WHAT YOU SHOULD DO: Retype the records below so that each one matches exactly.

§ §

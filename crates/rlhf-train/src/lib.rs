//! # RLHF Training Library
//!
//! PPO fine-tuning of a causal language model against a frozen reward model.
//!
//! ## Architecture Overview
//!
//! - **Models**: actor and reward critic are trained through [`engine::TrainEngine`];
//!   the reference policy and reward model run through [`engine::EvalEngine`]
//! - **Rollout**: sampled responses are scored once and cached per micro-batch
//! - **Updates**: KL-shaped rewards, GAE advantages, clipped surrogate losses
//!   and an optional pretraining (PTX) objective
//! - **Data parallelism**: workers as threads meeting at [`distributed::Collective`]
//!
//! ## Quick Start
//!
//! ```rust,no_run
//! use std::path::Path;
//! use std::sync::Arc;
//! use candle_core::Device;
//! use rlhf_core::{read_cfgs, ModelRegistry, PpoConfig};
//! use rlhf_train::distributed::SingleProcess;
//! use rlhf_train::trainer::CandlePpoTrainer;
//!
//! # fn main() -> anyhow::Result<()> {
//! let root = Path::new("configs");
//! let (value, engine) = read_cfgs(root, "train", "ppo")?;
//! let cfgs = PpoConfig::from_value(value)?;
//! let registry = ModelRegistry::from_file(&root.join("model_info.yaml"))?;
//! let mut trainer =
//!     CandlePpoTrainer::from_config(cfgs, &engine, &registry, Arc::new(SingleProcess), &Device::Cpu)?;
//! trainer.train()?;
//! trainer.save(None)?;
//! # Ok(())
//! # }
//! ```

pub mod advantage;
pub mod batch;
pub mod checkpoint;
pub mod data;
pub mod distributed;
pub mod engine;
pub mod ensemble;
pub mod logger;
pub mod logging;
pub mod loss;
pub mod optim;
pub mod rollout;
pub mod tiny;
pub mod trainer;

pub use batch::{InferenceBatch, PromptBatch, SupervisedBatch, TrainingBatch};
pub use distributed::{Collective, ReduceOp, SingleProcess, ThreadGroup};
pub use ensemble::{LanguageModel, ModelEnsemble, ScoreModel, TrainableModel};
pub use trainer::{CandlePpoTrainer, PpoTrainer, TrainerParts};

§ §

EXERCISE OUTPUT:
filename crates/rlhf-train/src/lib.rs
//! # RLHF Training Library
//!
//! PPO fine-tuning of a causal language model against a frozen reward model.
//!
//! ## Architecture Overview
//!
//! - **Models**: actor and reward critic are trained through [`engine::TrainEngine`];
//!   the reference policy and reward model run through [`engine::EvalEngine`]
//! - **Rollout**: sampled responses are scored once and cached per micro-batch
//! - **Updates**: KL-shaped rewards, GAE advantages, clipped surrogate losses
//!   and an optional pretraining (PTX) objective
//! - **Data parallelism**: workers as threads meeting at [`distributed::Collective`]
//!
//! ## Quick Start
//!
//! ```rust,no_run
//! use std::path::Path;
//! use std::sync::Arc;
//! use candle_core::Device;
//! use rlhf_core::{read_cfgs, ModelRegistry, PpoConfig};
//! use rlhf_train::distributed::SingleProcess;
//! use rlhf_train::trainer::CandlePpoTrainer;
//!
//! # fn main() -> anyhow::Result<()> {
//! let root = Path::new("configs");
//! let (value, engine) = read_cfgs(root, "train", "ppo")?;
//! let cfgs = PpoConfig::from_value(value)?;
//! let registry = ModelRegistry::from_file(&root.join("model_info.yaml"))?;
//! let mut trainer =
//!     CandlePpoTrainer::from_config(cfgs, &engine, &registry, Arc::new(SingleProcess), &Device::Cpu)?;
//! trainer.train()?;
//! trainer.save(None)?;
//! # Ok(())
//! # }
//! ```

pub mod advantage;
pub mod batch;
pub mod checkpoint;
pub mod data;
pub mod distributed;
pub mod engine;
pub mod ensemble;
pub mod logger;
pub mod logging;
pub mod loss;
pub mod optim;
pub mod rollout;
pub mod tiny;
pub mod trainer;

pub use batch::{InferenceBatch, PromptBatch, SupervisedBatch, TrainingBatch};
pub use distributed::{Collective, ReduceOp, SingleProcess, ThreadGroup};
pub use ensemble::{LanguageModel, ModelEnsemble, ScoreModel, TrainableModel};
pub use trainer::{CandlePpoTrainer, PpoTrainer, TrainerParts};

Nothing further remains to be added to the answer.